EEG Neurofeedback Game for Depression Research

Developer & Researcher | 2022 — 2023

PythonPygameEEGFAANeuroscience

Problem

Research shows that regulating Frontal Alpha Asymmetry (FAA) can reduce depressive symptoms. But existing neurofeedback paradigms are clinical and boring — participants disengage, data quality drops, and the therapeutic effect weakens. We needed an engaging way to train FAA regulation.

My Role

On a 5-person research team at Lee Lab, I owned the game UX, feedback system design, and data dashboard — deciding what brainwave stats to surface, when to show them, and how to structure per-round feedback to drive improvement.

Process

  • Designed the core game loop: when a player successfully regulates their FAA, the rabbit mines ore.
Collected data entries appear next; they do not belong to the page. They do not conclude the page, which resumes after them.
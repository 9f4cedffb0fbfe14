use axum::{extract::State, routing::{get, post}, Extension, Router};
use tracing::{info, warn};
use utoipa::{
    openapi::security::{Http, HttpAuthScheme, SecurityScheme},
    Modify, OpenApi,
};

use crate::app_state::AppState;
use crate::db::models::role::Role;
use crate::db::models::user::{
    AuthSession, LoginInput, LoginRequest, NewUser, RegisterInput, Registration, User,
};
use crate::error::AppError;
use crate::middleware::auth::Principal;
use crate::utils::api_response::ApiResponse;
use crate::utils::validation::Valid;

const INVALID_CREDENTIALS: &str = "Invalid credentials";

/// Handles user login
///
/// The role in the body must match the stored role; the match is loose
/// (`DEKAN`, `dekan`, `kepala-lab` all work).
///
/// # Returns
/// * `200 OK` - `{token, user}`
/// * `400 Bad Request` - Missing email, password or role
/// * `401 Unauthorized` - Unknown email, wrong password or wrong role
#[utoipa::path(
    post,
    path = "/auth/login",
    tag = "Authentication",
    request_body(content = LoginInput, description = "Email, password and the role to sign in as"),
    responses(
        (status = 200, description = "Successful login", body = AuthSession),
        (status = 400, description = "Validation error"),
        (status = 401, description = "Invalid credentials"),
        (status = 500, description = "Internal Server Error")
    )
)]
pub async fn login(
    State(state): State<AppState>,
    Valid(payload): Valid<LoginInput>,
) -> Result<ApiResponse<AuthSession>, AppError> {
    let LoginRequest { email, password, role } = payload;

    let Some(user) = state.store.find_user_by_email(&email).await? else {
        warn!("❌ Login attempt for unknown email {}", email);
        return Err(AppError::unauthorized(INVALID_CREDENTIALS));
    };

    if !state.credentials.verify_password(&password, &user.password_hash)? {
        warn!("❌ Wrong password for {}", email);
        return Err(AppError::unauthorized(INVALID_CREDENTIALS));
    }

    if user.role != role {
        warn!("❌ {} tried to sign in as {} but holds {}", email, role, user.role);
        return Err(AppError::unauthorized(INVALID_CREDENTIALS));
    }

    let token = state.credentials.issue(user.id, user.role)?;
    info!("✅ {} logged in as {}", user.email, user.role);
    Ok(ApiResponse::ok("Login successful", AuthSession { token, user }))
}

/// Creates an account
///
/// Staff may only create `PEMOHON` accounts. Server admins may create any role.
#[utoipa::path(
    post,
    path = "/auth/register",
    tag = "Authentication",
    request_body(content = RegisterInput, description = "New account details"),
    responses(
        (status = 201, description = "Account created", body = AuthSession),
        (status = 400, description = "Validation error"),
        (status = 403, description = "Caller may not create this role"),
        (status = 409, description = "Email already registered")
    ),
    security(("bearerAuth" = []))
)]
pub async fn register(
    State(state): State<AppState>,
    Extension(principal): Extension<Principal>,
    Valid(payload): Valid<RegisterInput>,
) -> Result<ApiResponse<AuthSession>, AppError> {
    principal.require_role(&[Role::Staff, Role::ServerAdmin])?;

    let Registration { name, email, password, phone, role } = payload;
    if principal.role == Role::Staff && role != Role::Requester {
        warn!("⛔ Staff {} tried to create a {} account", principal.user_id, role);
        return Err(AppError::forbidden("Staff may only create PEMOHON accounts."));
    }

    let password_hash = state.credentials.hash_password(&password)?;
    let user: User = state
        .store
        .create_user(NewUser {
            name,
            email,
            password_hash,
            phone,
            role,
        })
        .await?;

    let token = state.credentials.issue(user.id, user.role)?;
    info!("🆕 {} created {} account {}", principal.user_id, user.role, user.email);
    Ok(ApiResponse::created("User registered", AuthSession { token, user }))
}

/// Returns the principal resolved from the bearer token
#[utoipa::path(
    get,
    path = "/auth/me",
    tag = "Authentication",
    responses(
        (status = 200, description = "Current principal", body = Principal),
        (status = 401, description = "Missing or invalid token")
    ),
    security(("bearerAuth" = []))
)]
pub async fn me(Extension(principal): Extension<Principal>) -> ApiResponse<Principal> {
    ApiResponse::ok("Authenticated", principal)
}

pub fn auth_routes() -> Router<AppState> {
    Router::new().route("/auth/login", post(login))
}

pub fn secure_auth_routes() -> Router<AppState> {
    Router::new()
        .route("/auth/register", post(register))
        .route("/auth/me", get(me))
}

pub struct SecurityAddon;

impl Modify for SecurityAddon {
    fn modify(&self, openapi: &mut utoipa::openapi::OpenApi) {
        let mut components = openapi.components.clone().unwrap_or_default();
        components.add_security_scheme(
            "bearerAuth",
            SecurityScheme::Http(Http::new(HttpAuthScheme::Bearer)),
        );
        openapi.components = Some(components);
    }
}

#[derive(OpenApi)]
#[openapi(
    paths(login, register, me),
    components(schemas(LoginInput, RegisterInput, AuthSession, User, Principal)),
    tags((name = "Authentication", description = "Login and account registration")),
    modifiers(&SecurityAddon)
)]
pub struct AuthDoc;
Sustained regulation triggers a 'fever time' bonus round, rewarding consistent brainwave control.
  • Intentionally gave no instructions on how to regulate FAA — players discovered their own mental strategies through trial and error, which is more effective for long-term learning than prescriptive guidance.
  • Designed a per-round feedback system: positive or negative feedback after each round helped players progressively improve their brainwave regulation ability across sessions.
  • Built the data dashboard showing real-time brainwave metrics — choosing which stats to surface and when, balancing scientific accuracy with player comprehension.
  • Made the system compatible with multiple brainwave metrics beyond FAA, so it can be adapted for different neurofeedback research paradigms.

Outcome

Ran the experiment with 10 participants and achieved statistically significant improvement in brainwave regulation across rounds. Players got competitive, found their own strategies, and genuinely enjoyed the experience — even wearing unfamiliar EEG equipment. The per-round feedback system was the key driver of progressive improvement.

What I Learned

This project changed how I think about products. I joined the lab because I care deeply about people — about psychology, about how to make someone's life a little better. Seeing participants improve their mental state through a game I designed, without even realizing they were training their brain, showed me that small UX decisions create real human impact. Previous neurofeedback tools just beeped when brainwaves changed. We built something people actually wanted to play. That gap — between functional and meaningful — is what I want to close in every product I work on.